Re: GCC 4.7 and atomic_flag on PowerPC

Lawrence Crowl <crowl@xxxxxxxxxx> · Sat, 31 Mar 2012 22:44:57 -0700

On 3/28/12, Sebastian Huber <sebastian.huber@xxxxxxxxxxxxxxxxxx> wrote:
> I have a small test program for the new <stdatomic.h> features
> which should implement a simple spin lock:
>
> #include <stdatomic.h>
>
> void lock_int(atomic_int *x)
> {
>    int expected = 0;
>    _Bool success;
>
>    do {
>      success = atomic_compare_exchange_weak_explicit(
>        x,
>        &expected,
>        1,
>        memory_order_acquire,
>        memory_order_relaxed
>      );
>    } while (!success);
> }

The normal idiom for using compare-exchange, using your variable
names and memory orders, is:

  expected = atomic_load_explicit( x, memory_order_relaxed );
  do {
    desired = function(expected);
  } while (!atomic_compare_exchange_weak_explicit(x, &expected,
            desired, memory_order_acquire, memory_order_relaxed));

The key thing to note is that when the comparison fails,
compare-exchange updates the value of *expected with the value found.
This update enables efficient and concise expression of computation
of the new value.

So, if in your function, the compare-exchange finds *x with a 1
the first iteration, it changes expected to 1, and it will likely
find it 1 on the second iteration.  Then on the second iteration,
the compare-exchange will pass, even though you have not acquired
the lock.  You need to reset expected on each iteration if you use
compare-exchange this way.

Some compilers can eliminate that reassignment.

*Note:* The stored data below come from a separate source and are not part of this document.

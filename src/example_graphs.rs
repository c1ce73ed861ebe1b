//! Example Graphs
//!
//! Small graph families used to test and benchmark the matching engine. These are not
//! optimized in any way; they exist to exercise known matching cardinalities (paths,
//! odd cycles, cliques, the Petersen graph) and to generate reproducible random inputs.

use super::csr_graph::*;
use super::util::*;
use crate::rand_xoshiro::rand_core::SeedableRng;

/// build a CSR graph from an undirected edge list; every edge is inserted in both directions
#[allow(clippy::unnecessary_cast)]
pub fn csr_from_edges(vertex_num: VertexNum, edges: &[(VertexIndex, VertexIndex)]) -> CsrGraph {
    let vertex_num = vertex_num as usize;
    let mut adjacency: Vec<Vec<VertexIndex>> = vec![Vec::new(); vertex_num];
    for &(left, right) in edges.iter() {
        assert!((left as usize) < vertex_num && (right as usize) < vertex_num, "edge ({}, {}) out of range", left, right);
        adjacency[left as usize].push(right);
        adjacency[right as usize].push(left);
    }
    let mut row_offsets = Vec::with_capacity(vertex_num + 1);
    let mut col_indices = Vec::with_capacity(2 * edges.len());
    row_offsets.push(0);
    for neighbors in adjacency.iter_mut() {
        neighbors.sort_unstable();
        col_indices.extend_from_slice(neighbors);
        row_offsets.push(col_indices.len() as EdgeIndex);
    }
    CsrGraph::new(row_offsets, col_indices).expect("edge list produced an invalid CSR")
}

pub fn edgeless_graph(vertex_num: VertexNum) -> CsrGraph {
    csr_from_edges(vertex_num, &[])
}

/// path 0 - 1 - ... - (n-1)
pub fn path_graph(vertex_num: VertexNum) -> CsrGraph {
    let edges: Vec<_> = (1..vertex_num).map(|vertex_index| (vertex_index - 1, vertex_index)).collect();
    csr_from_edges(vertex_num, &edges)
}

/// cycle 0 - 1 - ... - (n-1) - 0
pub fn cycle_graph(vertex_num: VertexNum) -> CsrGraph {
    assert!(vertex_num >= 3, "cycle requires at least 3 vertices");
    let edges: Vec<_> = (0..vertex_num)
        .map(|vertex_index| (vertex_index, (vertex_index + 1) % vertex_num))
        .collect();
    csr_from_edges(vertex_num, &edges)
}

pub fn complete_graph(vertex_num: VertexNum) -> CsrGraph {
    let mut edges = Vec::new();
    for left in 0..vertex_num {
        for right in left + 1..vertex_num {
            edges.push((left, right));
        }
    }
    csr_from_edges(vertex_num, &edges)
}

/// two disjoint triangles {0, 1, 2} and {3, 4, 5}
pub fn two_triangles() -> CsrGraph {
    csr_from_edges(6, &[(0, 1), (1, 2), (0, 2), (3, 4), (4, 5), (3, 5)])
}

/// two triangles sharing the bridge 2 - 3
pub fn bowtie() -> CsrGraph {
    csr_from_edges(6, &[(0, 1), (1, 2), (0, 2), (2, 3), (3, 4), (4, 5), (3, 5)])
}

/// the Petersen graph: outer C5, inner pentagram, five spokes; it has a perfect matching
pub fn petersen_graph() -> CsrGraph {
    let mut edges = Vec::with_capacity(15);
    for vertex_index in 0..5 {
        edges.push((vertex_index, (vertex_index + 1) % 5));
        edges.push((vertex_index, vertex_index + 5));
        edges.push((vertex_index + 5, (vertex_index + 2) % 5 + 5));
    }
    csr_from_edges(10, &edges)
}

/// Erdos-Renyi style random graph with deterministic seeding
pub fn random_graph(vertex_num: VertexNum, edge_probability: f64, seed: u64) -> CsrGraph {
    let mut rng = DeterministicRng::seed_from_u64(seed);
    let mut edges = Vec::new();
    for left in 0..vertex_num {
        for right in left + 1..vertex_num {
            if rng.next_f64() < edge_probability {
                edges.push((left, right));
            }
        }
    }
    csr_from_edges(vertex_num, &edges)
}

#[cfg(test)]
mod tests {
    use super::*;

    #[test]
    fn example_graphs_shapes() {  // cargo test example_graphs_shapes -- --nocapture
        let path = path_graph(4);
        assert_eq!(path.num_edges(), 3);
        path.sanity_check().unwrap();
        let cycle = cycle_graph(5);
        assert_eq!(cycle.num_edges(), 5);
        assert_eq!(cycle.neighbors(0), &[1, 4]);
        let complete = complete_graph(6);
        assert_eq!(complete.num_edges(), 15);
        let petersen = petersen_graph();
        assert_eq!(petersen.num_vertices(), 10);
        assert_eq!(petersen.num_edges(), 15);
        petersen.sanity_check().unwrap();
        // every Petersen vertex has degree 3
        for vertex_index in 0..10 {
            assert_eq!(petersen.neighbors(vertex_index).len(), 3);
        }
    }

    #[test]
    fn example_graphs_random_deterministic() {  // cargo test example_graphs_random_deterministic -- --nocapture
        let graph_1 = random_graph(50, 0.1, 7);
        let graph_2 = random_graph(50, 0.1, 7);
        assert_eq!(graph_1.col_indices, graph_2.col_indices);
        assert_eq!(graph_1.row_offsets, graph_2.row_offsets);
        graph_1.sanity_check().unwrap();
        let graph_3 = random_graph(50, 0.1, 8);
        assert!(graph_1.col_indices != graph_3.col_indices);
    }
}
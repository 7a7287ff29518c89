//! Balance operations
//!
//! The check-then-act sequences shared by every lock-based component. Each
//! function expects the caller to already hold the lock(s) guarding the
//! balances it receives, which is what makes the check and the act atomic.
//! Arithmetic is checked so a failing operation never leaves a balance
//! half-updated.

use crate::types::{AccountId, LedgerError, Outcome};
use rust_decimal::Decimal;

/// Reject negative amounts at the boundary
///
/// # Errors
///
/// Returns `NegativeAmount` if `amount < 0`.
pub fn ensure_non_negative(amount: Decimal, operation: &str) -> Result<(), LedgerError> {
    if amount.is_sign_negative() && !amount.is_zero() {
        return Err(LedgerError::negative_amount(amount, operation));
    }
    Ok(())
}

/// Debit `amount` if the balance covers it
///
/// Returns `InsufficientFunds` and leaves the balance untouched otherwise.
///
/// # Errors
///
/// Returns `ArithmeticOverflow` if the subtraction cannot be represented.
pub fn apply_withdrawal(
    balance: &mut Decimal,
    amount: Decimal,
    account: AccountId,
) -> Result<Outcome, LedgerError> {
    if *balance < amount {
        return Ok(Outcome::InsufficientFunds);
    }

    *balance = balance
        .checked_sub(amount)
        .ok_or_else(|| LedgerError::arithmetic_overflow("withdraw", account))?;

    Ok(Outcome::Success)
}

/// Credit `amount`
///
/// # Errors
///
/// Returns `ArithmeticOverflow` if the addition cannot be represented; the
/// balance is unchanged in that case.
pub fn apply_deposit(
    balance: &mut Decimal,
    amount: Decimal,
    account: AccountId,
) -> Result<Outcome, LedgerError> {
    *balance = balance
        .checked_add(amount)
        .ok_or_else(|| LedgerError::arithmetic_overflow("deposit", account))?;

    Ok(Outcome::Success)
}

/// Move `amount` between two balances whose locks are both held
///
/// Both new values are computed before either balance is written, so the
/// debit is never applied without the matching credit.
///
/// # Errors
///
/// Returns `ArithmeticOverflow` if either side cannot be represented.
pub fn apply_transfer(
    from: (&mut Decimal, AccountId),
    to: (&mut Decimal, AccountId),
    amount: Decimal,
) -> Result<Outcome, LedgerError> {
    let (from_balance, from_id) = from;
    let (to_balance, to_id) = to;

    if *from_balance < amount {
        return Ok(Outcome::InsufficientFunds);
    }

    let new_from = from_balance
        .checked_sub(amount)
        .ok_or_else(|| LedgerError::arithmetic_overflow("transfer", from_id))?;
    let new_to = to_balance
        .checked_add(amount)
        .ok_or_else(|| LedgerError::arithmetic_overflow("transfer", to_id))?;

    *from_balance = new_from;
    *to_balance = new_to;

    Ok(Outcome::Success)
}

I recommend that you do not code spin loops, they can cause really
bad behavior in all but very tightly controled environments.

>
> void unlock_int(atomic_int *x)
> {
>    atomic_store_explicit(x, 0, memory_order_release);
> }
>
> void lock_flag(atomic_flag *x)
> {
>    _Bool flag;
>
>    do {
>      flag = atomic_flag_test_and_set_explicit(
>        x,
>        memory_order_acquire
>      );
>    } while (flag);
> }
>
> void unlock_flag(atomic_flag *x)
> {
>    atomic_flag_clear_explicit(x, memory_order_release);
> }
>
> Here is the generated assembler for PowerPC:
>
>          .file   "atomic.c"
>          .section        ".text"
>          .align 2
>          .globl lock_int
>          .type   lock_int, @function
> lock_int:
>          stwu 1,-24(1)
>          li 9,0
>          li 8,1
>          stw 9,8(1)
> .L3:
>          lwarx 9,0,3
>          lwz 10,8(1)
>          cmpw 0,9,10
>          bne- 0,.L2
>          stwcx. 8,0,3
>          isync
> .L2:
>          stw 9,8(1)
>          bne- 0,.L3
>          addi 1,1,24
>          blr
>          .size   lock_int, .-lock_int
>          .align 2
>          .globl unlock_int
>          .type   unlock_int, @function
> unlock_int:
>          li 9,0
>          sync
>          stw 9,0(3)
>          blr
>          .size   unlock_int, .-unlock_int
>          .align 2
>          .globl lock_flag
>          .type   lock_flag, @function
> lock_flag:
>          rlwinm 5,3,3,27,28
>          li 8,255
>          xori 5,5,24
>          li 11,1
>          rlwinm 3,3,0,0,29
>          li 4,0
>          slw 8,8,5
>          slw 11,11,5
> .L11:
>          lbz 7,0(4)
>          slw 7,7,5
> .L9:
>          lwarx 9,0,3
>          and 6,9,8
>          andc 10,9,8
>          cmpw 0,6,7
>          or 10,10,11
>          bne- 0,.L10
>          stwcx. 10,0,3
>          bne- 0,.L9
> .L10:
>          isync
>          srw 9,9,5
>          stb 9,0(4)
>          beq+ 0,.L11
>          blr
>          .size   lock_flag, .-lock_flag
>          .align 2
>          .globl unlock_flag
>          .type   unlock_flag, @function
> unlock_flag:
>          li 9,0
>          sync
>          stb 9,0(3)
>          blr
>          .size   unlock_flag, .-unlock_flag
>          .ident  "GCC: (GNU) 4.7.0 20120307 (prerelease)"
>
> The unlock_int() and unlock_flag() look quite nice.  Also
> lock_int() is quite good, only the lwz 10,8(1) inside the loop
> seems to be a bit suboptimal.
>
> The lock_flag() is surprisingly complicated.  The problem seems
> to be that atomic_flag is a byte and word operations are used
> to load and store it (lwarx and stwcx).  This requires a lot
> of bit operations.  Why not use int as the type for atomic_flag
> on PowerPC?

I do not know why the implementors chose to do it that way, but
there is a time/space trade off.

-- 
Lawrence Crowl